■ Problem description:
Each line in these records that contains "transport" counts once. Give the number only.

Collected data
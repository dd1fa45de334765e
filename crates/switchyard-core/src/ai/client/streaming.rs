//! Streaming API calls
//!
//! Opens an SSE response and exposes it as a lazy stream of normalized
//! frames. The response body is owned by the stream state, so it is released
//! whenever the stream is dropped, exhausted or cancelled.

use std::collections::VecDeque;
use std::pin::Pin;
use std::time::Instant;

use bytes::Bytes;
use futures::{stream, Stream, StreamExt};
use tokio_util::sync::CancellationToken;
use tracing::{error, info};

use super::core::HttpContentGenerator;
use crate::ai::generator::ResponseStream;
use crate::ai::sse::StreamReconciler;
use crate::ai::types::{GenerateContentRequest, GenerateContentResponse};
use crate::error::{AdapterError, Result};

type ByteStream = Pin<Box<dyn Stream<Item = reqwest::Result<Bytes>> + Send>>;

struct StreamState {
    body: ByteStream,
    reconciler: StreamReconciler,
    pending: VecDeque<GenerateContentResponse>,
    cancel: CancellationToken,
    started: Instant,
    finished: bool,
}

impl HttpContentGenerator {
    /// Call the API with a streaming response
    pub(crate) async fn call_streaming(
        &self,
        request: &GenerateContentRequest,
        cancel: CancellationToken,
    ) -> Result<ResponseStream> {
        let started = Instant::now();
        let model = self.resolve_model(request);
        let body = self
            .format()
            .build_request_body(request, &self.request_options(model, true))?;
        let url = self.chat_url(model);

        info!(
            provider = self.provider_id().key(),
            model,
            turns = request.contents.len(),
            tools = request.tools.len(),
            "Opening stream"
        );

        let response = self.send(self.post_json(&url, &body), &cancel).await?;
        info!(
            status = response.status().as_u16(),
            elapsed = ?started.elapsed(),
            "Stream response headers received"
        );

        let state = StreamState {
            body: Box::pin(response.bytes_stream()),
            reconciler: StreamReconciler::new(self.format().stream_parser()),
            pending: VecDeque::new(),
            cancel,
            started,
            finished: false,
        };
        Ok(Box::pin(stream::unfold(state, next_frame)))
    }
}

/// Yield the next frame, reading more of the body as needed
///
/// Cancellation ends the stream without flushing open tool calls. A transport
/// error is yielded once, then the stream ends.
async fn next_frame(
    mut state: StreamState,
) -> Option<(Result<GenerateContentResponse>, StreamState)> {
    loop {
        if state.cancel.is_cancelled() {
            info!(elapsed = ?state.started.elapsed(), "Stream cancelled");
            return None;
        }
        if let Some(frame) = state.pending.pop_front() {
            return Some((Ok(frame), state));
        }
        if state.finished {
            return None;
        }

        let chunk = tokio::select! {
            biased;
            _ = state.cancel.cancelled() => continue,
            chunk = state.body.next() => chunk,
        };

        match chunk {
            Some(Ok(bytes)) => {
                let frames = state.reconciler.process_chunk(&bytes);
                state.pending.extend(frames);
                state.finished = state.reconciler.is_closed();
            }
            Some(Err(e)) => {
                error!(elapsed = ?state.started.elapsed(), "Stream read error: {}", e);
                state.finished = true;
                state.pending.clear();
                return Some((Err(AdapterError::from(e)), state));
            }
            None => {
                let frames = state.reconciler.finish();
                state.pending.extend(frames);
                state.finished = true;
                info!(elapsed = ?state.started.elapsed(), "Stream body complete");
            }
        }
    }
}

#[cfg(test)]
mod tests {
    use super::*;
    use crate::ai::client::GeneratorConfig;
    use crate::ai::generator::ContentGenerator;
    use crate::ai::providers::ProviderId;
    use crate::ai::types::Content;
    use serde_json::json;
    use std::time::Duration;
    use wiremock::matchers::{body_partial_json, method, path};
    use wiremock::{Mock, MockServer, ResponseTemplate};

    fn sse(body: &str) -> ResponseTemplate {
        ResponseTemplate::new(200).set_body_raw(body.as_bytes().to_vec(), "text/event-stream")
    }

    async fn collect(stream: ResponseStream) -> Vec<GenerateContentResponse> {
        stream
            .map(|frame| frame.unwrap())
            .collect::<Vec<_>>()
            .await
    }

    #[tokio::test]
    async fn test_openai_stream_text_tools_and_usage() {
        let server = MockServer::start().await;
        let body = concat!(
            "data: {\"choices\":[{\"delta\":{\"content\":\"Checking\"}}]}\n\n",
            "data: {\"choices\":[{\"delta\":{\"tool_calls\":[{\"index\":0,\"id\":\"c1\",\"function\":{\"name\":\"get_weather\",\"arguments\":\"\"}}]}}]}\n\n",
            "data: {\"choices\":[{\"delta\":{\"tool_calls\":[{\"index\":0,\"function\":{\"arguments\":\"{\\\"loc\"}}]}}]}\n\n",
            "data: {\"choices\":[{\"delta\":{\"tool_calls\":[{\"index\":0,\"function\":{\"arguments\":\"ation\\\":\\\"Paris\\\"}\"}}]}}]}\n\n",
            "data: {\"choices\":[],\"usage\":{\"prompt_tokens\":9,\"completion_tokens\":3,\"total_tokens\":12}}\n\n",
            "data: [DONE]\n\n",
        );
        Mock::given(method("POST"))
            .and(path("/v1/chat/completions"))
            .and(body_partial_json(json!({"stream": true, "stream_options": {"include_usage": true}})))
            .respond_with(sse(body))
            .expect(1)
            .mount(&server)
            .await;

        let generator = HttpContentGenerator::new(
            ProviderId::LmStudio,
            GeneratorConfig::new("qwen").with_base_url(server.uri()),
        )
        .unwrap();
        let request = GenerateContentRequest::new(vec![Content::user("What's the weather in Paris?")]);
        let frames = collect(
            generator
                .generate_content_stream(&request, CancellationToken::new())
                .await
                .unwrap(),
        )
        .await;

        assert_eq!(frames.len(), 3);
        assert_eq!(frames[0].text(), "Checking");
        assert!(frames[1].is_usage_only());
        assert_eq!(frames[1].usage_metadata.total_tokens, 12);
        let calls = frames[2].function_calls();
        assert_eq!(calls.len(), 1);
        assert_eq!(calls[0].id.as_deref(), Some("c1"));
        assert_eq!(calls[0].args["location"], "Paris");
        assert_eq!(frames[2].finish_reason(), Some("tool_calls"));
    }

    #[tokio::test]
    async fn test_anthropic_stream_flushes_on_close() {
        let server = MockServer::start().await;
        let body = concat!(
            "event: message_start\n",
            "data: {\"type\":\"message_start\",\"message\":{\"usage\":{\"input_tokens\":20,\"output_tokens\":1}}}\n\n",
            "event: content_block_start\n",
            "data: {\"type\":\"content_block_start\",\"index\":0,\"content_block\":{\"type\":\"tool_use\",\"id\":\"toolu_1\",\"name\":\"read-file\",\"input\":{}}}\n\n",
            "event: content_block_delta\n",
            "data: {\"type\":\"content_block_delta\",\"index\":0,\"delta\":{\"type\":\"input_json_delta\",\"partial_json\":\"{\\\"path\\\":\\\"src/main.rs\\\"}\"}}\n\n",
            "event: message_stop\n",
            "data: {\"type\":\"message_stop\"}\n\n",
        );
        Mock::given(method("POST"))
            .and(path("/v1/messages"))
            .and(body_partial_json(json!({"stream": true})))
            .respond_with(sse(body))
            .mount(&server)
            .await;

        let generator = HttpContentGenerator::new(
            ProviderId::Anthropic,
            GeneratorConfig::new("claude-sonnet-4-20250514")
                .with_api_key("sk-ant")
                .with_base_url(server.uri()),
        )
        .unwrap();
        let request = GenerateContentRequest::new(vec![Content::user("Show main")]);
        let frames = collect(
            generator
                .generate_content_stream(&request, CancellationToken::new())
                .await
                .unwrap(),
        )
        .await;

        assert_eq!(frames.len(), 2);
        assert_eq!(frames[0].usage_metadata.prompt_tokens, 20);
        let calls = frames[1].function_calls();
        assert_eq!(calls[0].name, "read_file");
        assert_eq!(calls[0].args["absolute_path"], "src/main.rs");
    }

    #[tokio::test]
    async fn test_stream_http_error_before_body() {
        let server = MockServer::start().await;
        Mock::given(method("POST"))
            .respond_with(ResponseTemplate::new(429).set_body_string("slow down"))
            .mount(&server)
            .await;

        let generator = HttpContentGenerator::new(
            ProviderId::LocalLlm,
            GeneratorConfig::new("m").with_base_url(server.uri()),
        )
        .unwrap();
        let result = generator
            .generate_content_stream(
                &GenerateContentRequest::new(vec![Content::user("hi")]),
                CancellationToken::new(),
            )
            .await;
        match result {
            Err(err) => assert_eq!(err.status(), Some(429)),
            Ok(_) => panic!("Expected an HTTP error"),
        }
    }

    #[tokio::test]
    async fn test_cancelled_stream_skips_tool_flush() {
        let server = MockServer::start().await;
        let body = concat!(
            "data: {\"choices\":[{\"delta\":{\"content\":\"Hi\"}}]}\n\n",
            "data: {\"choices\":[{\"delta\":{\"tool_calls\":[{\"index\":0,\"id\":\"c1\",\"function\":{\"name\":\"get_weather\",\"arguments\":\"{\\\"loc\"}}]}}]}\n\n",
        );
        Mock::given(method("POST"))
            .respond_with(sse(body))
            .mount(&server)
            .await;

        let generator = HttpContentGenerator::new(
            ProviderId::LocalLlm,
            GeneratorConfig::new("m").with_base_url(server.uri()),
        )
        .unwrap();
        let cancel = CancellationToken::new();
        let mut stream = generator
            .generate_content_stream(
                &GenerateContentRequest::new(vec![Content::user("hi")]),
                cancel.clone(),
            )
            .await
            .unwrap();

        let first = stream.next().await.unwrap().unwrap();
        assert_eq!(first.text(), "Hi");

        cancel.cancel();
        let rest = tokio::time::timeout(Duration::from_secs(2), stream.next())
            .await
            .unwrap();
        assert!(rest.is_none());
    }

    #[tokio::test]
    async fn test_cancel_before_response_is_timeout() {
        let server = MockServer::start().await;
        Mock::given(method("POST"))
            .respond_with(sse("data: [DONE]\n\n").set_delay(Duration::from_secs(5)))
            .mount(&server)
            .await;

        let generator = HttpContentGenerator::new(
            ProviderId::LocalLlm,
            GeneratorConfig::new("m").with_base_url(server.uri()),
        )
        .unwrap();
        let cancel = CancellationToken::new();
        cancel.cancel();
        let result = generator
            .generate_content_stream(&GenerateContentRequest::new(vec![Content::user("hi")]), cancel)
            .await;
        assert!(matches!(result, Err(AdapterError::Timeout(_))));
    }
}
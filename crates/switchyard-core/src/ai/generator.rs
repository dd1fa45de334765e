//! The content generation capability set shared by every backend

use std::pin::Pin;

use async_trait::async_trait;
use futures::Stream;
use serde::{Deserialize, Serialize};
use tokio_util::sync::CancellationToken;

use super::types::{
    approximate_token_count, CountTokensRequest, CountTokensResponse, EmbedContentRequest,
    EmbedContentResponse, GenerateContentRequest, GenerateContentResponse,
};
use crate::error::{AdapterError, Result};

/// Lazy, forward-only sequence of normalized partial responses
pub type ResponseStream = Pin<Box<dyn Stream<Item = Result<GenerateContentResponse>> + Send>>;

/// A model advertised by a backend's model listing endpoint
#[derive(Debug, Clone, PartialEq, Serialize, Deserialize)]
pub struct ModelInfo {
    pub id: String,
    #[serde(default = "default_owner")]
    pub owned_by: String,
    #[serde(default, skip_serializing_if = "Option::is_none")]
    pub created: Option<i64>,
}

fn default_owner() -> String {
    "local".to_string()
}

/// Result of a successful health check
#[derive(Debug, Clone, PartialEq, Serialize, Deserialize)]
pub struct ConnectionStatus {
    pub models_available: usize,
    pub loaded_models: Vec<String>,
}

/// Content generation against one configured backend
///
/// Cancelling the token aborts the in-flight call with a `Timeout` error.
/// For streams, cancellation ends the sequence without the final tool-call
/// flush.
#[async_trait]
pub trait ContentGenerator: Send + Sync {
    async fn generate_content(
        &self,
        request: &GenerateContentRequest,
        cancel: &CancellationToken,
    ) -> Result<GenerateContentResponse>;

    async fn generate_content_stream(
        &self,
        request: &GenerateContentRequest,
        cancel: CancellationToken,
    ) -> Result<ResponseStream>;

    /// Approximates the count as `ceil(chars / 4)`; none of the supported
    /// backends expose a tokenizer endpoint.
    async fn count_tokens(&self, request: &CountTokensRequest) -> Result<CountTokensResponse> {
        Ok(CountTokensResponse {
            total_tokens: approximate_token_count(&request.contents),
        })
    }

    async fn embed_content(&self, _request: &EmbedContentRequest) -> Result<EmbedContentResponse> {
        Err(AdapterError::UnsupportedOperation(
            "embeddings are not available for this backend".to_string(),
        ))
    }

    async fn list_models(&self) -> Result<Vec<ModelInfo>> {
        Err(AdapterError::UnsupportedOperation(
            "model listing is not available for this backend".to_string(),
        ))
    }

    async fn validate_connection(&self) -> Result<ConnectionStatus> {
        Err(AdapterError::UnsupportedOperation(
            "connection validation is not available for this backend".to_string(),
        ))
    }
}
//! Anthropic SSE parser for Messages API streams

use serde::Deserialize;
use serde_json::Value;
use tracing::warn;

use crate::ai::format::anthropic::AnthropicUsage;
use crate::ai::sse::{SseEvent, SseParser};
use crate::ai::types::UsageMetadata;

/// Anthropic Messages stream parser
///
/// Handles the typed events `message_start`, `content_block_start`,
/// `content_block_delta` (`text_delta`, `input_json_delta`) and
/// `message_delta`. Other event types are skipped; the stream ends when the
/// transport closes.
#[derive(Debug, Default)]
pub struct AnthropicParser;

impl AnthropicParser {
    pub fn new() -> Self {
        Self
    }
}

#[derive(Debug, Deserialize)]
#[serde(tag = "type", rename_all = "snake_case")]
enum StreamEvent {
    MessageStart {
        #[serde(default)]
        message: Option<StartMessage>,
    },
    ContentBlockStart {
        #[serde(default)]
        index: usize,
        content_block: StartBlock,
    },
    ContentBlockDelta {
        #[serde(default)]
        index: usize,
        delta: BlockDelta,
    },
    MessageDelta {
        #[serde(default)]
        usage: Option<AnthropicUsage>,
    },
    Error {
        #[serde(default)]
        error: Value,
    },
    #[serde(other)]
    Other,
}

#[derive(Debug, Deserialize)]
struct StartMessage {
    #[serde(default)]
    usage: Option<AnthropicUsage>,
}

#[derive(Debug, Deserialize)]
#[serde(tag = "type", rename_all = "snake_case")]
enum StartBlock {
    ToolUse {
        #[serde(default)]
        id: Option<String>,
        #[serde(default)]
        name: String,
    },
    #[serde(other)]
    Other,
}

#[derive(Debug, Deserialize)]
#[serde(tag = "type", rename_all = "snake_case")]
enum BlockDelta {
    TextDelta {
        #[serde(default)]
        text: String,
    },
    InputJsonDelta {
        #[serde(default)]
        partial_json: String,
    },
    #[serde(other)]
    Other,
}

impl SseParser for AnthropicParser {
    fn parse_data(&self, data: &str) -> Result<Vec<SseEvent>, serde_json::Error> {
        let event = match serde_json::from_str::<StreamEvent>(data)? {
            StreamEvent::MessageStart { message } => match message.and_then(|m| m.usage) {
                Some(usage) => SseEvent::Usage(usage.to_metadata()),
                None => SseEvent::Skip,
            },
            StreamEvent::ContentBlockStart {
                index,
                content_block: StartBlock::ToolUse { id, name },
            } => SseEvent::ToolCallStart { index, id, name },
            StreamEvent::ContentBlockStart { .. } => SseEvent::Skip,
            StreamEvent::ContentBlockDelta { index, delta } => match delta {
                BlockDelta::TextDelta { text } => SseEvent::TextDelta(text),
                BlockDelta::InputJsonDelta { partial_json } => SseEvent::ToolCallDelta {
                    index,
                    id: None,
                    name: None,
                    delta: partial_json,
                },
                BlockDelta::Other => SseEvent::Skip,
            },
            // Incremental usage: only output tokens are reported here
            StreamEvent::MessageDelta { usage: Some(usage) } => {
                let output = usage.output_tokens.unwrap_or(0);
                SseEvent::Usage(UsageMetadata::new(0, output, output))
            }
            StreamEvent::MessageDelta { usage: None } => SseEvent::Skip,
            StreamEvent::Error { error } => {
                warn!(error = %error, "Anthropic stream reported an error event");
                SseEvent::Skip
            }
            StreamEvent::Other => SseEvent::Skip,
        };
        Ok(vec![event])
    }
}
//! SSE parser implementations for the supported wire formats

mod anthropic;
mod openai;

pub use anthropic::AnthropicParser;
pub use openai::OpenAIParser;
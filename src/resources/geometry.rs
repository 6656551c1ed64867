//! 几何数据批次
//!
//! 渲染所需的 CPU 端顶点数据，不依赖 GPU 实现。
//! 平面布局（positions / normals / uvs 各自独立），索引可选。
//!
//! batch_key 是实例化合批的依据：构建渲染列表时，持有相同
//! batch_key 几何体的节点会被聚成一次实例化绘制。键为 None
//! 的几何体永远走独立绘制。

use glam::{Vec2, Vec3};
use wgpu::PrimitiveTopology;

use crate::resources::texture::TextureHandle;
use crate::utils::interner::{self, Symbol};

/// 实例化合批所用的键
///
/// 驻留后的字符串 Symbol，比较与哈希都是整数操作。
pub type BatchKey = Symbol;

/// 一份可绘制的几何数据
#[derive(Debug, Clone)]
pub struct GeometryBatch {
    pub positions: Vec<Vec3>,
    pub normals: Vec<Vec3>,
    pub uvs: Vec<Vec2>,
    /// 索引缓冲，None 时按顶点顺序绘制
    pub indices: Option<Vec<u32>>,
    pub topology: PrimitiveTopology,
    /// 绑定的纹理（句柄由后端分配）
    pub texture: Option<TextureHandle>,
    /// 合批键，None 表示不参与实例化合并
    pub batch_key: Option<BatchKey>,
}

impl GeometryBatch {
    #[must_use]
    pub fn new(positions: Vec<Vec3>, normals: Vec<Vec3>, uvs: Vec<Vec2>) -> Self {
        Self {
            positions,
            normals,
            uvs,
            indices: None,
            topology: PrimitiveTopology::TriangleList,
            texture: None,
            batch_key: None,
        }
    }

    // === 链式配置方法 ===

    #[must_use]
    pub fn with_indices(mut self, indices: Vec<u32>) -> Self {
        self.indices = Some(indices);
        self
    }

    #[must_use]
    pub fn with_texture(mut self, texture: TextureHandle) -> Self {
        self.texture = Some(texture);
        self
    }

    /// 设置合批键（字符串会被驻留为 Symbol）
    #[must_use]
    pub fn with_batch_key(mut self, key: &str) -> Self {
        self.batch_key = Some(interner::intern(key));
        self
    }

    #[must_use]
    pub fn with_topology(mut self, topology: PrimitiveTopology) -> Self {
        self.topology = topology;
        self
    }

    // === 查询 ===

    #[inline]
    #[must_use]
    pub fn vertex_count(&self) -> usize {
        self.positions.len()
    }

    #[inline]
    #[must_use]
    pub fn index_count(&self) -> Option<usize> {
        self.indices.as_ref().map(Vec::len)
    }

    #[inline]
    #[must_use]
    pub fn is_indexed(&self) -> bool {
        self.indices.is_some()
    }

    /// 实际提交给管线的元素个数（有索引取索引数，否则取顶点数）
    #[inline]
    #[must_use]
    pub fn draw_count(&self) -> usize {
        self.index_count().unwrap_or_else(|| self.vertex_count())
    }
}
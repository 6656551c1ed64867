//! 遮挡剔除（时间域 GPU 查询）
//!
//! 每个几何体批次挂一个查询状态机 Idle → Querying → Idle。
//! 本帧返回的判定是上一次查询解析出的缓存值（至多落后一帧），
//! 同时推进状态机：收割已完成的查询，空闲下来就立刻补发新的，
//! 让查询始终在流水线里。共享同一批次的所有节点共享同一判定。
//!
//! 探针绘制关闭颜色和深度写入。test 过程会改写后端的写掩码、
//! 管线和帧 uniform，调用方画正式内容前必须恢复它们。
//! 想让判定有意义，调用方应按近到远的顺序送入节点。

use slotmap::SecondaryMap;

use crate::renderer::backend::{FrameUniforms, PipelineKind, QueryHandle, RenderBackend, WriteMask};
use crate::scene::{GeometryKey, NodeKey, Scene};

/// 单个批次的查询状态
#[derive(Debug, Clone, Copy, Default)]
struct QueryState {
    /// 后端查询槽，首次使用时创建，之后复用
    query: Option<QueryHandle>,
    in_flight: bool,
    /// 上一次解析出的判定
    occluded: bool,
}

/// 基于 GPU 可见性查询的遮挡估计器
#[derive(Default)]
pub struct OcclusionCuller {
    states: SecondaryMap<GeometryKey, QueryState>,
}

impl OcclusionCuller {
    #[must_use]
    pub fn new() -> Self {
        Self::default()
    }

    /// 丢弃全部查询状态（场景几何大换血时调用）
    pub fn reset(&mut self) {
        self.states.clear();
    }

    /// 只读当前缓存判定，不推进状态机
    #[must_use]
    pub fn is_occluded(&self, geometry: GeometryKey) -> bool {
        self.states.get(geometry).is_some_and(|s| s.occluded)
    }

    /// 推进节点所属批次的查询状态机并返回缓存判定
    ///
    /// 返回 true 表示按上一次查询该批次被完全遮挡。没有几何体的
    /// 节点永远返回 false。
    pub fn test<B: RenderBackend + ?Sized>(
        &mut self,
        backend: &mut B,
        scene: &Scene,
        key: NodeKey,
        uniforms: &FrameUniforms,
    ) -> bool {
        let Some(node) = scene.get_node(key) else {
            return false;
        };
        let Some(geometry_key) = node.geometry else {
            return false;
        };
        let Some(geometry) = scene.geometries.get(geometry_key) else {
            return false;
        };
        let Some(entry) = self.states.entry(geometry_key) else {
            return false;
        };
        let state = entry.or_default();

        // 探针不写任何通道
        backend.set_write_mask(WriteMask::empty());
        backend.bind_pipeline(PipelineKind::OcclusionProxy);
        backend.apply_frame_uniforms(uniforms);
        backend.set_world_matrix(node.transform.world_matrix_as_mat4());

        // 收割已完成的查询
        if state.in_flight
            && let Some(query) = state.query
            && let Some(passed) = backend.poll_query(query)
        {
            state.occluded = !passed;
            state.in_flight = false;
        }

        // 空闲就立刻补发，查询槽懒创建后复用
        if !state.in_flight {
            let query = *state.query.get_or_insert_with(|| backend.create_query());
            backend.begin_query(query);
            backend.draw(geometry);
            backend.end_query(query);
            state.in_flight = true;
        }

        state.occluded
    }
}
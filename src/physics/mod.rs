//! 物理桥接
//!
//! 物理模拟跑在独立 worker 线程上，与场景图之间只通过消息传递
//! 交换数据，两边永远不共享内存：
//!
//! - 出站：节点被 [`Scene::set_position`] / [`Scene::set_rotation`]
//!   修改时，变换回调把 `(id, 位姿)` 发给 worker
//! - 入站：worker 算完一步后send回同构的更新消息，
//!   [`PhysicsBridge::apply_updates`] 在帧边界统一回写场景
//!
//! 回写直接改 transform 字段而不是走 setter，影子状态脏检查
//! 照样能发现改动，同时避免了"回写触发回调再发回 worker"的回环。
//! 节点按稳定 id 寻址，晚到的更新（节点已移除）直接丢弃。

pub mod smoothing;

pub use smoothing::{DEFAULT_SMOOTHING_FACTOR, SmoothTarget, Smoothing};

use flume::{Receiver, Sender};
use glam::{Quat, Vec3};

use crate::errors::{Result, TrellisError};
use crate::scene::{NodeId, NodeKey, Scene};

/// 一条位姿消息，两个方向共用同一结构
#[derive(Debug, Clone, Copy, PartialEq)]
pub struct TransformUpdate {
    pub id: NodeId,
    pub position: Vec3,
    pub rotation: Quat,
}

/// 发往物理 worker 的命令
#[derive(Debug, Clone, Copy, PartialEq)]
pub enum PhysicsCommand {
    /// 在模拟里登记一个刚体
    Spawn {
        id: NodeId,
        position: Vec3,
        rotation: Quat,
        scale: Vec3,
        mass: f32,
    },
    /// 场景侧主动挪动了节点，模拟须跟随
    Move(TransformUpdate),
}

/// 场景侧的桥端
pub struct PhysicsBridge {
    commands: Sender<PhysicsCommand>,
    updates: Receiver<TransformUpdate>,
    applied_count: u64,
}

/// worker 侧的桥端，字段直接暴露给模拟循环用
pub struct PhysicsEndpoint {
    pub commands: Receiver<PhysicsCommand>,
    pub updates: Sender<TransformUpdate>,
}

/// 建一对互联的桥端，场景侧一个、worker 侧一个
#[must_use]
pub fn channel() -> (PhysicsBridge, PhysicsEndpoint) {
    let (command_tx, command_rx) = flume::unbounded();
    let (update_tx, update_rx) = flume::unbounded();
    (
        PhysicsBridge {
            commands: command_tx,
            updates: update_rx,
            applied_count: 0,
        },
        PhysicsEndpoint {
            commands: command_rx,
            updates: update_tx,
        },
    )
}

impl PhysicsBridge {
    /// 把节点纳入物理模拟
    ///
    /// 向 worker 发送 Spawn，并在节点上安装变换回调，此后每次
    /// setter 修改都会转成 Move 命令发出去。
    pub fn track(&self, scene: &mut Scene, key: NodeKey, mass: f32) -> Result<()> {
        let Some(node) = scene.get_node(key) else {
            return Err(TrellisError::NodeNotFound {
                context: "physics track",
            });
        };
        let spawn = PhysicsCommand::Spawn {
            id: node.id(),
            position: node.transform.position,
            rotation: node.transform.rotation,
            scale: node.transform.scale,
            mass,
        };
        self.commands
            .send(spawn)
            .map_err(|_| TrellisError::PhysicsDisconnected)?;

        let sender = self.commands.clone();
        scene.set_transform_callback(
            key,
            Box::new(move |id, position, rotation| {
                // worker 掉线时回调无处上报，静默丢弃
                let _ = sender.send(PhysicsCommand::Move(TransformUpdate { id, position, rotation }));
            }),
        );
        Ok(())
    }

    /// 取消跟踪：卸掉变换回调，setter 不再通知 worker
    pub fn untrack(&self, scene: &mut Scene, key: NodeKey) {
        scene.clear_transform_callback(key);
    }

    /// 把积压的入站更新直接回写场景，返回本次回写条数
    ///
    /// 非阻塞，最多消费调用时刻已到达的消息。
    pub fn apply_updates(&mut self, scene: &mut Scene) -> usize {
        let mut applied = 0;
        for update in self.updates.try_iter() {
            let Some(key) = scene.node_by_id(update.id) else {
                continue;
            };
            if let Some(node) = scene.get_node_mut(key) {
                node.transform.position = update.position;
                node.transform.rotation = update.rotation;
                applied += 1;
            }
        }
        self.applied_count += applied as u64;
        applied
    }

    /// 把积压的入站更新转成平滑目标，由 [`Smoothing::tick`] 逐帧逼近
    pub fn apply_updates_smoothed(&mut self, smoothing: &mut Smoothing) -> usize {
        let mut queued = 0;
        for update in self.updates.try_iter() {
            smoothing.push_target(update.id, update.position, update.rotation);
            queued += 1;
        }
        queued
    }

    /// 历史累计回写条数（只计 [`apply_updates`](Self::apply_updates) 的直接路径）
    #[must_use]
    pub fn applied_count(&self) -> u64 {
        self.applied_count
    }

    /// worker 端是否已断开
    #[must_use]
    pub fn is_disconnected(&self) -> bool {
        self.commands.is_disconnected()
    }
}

■ Response to the exercise:
2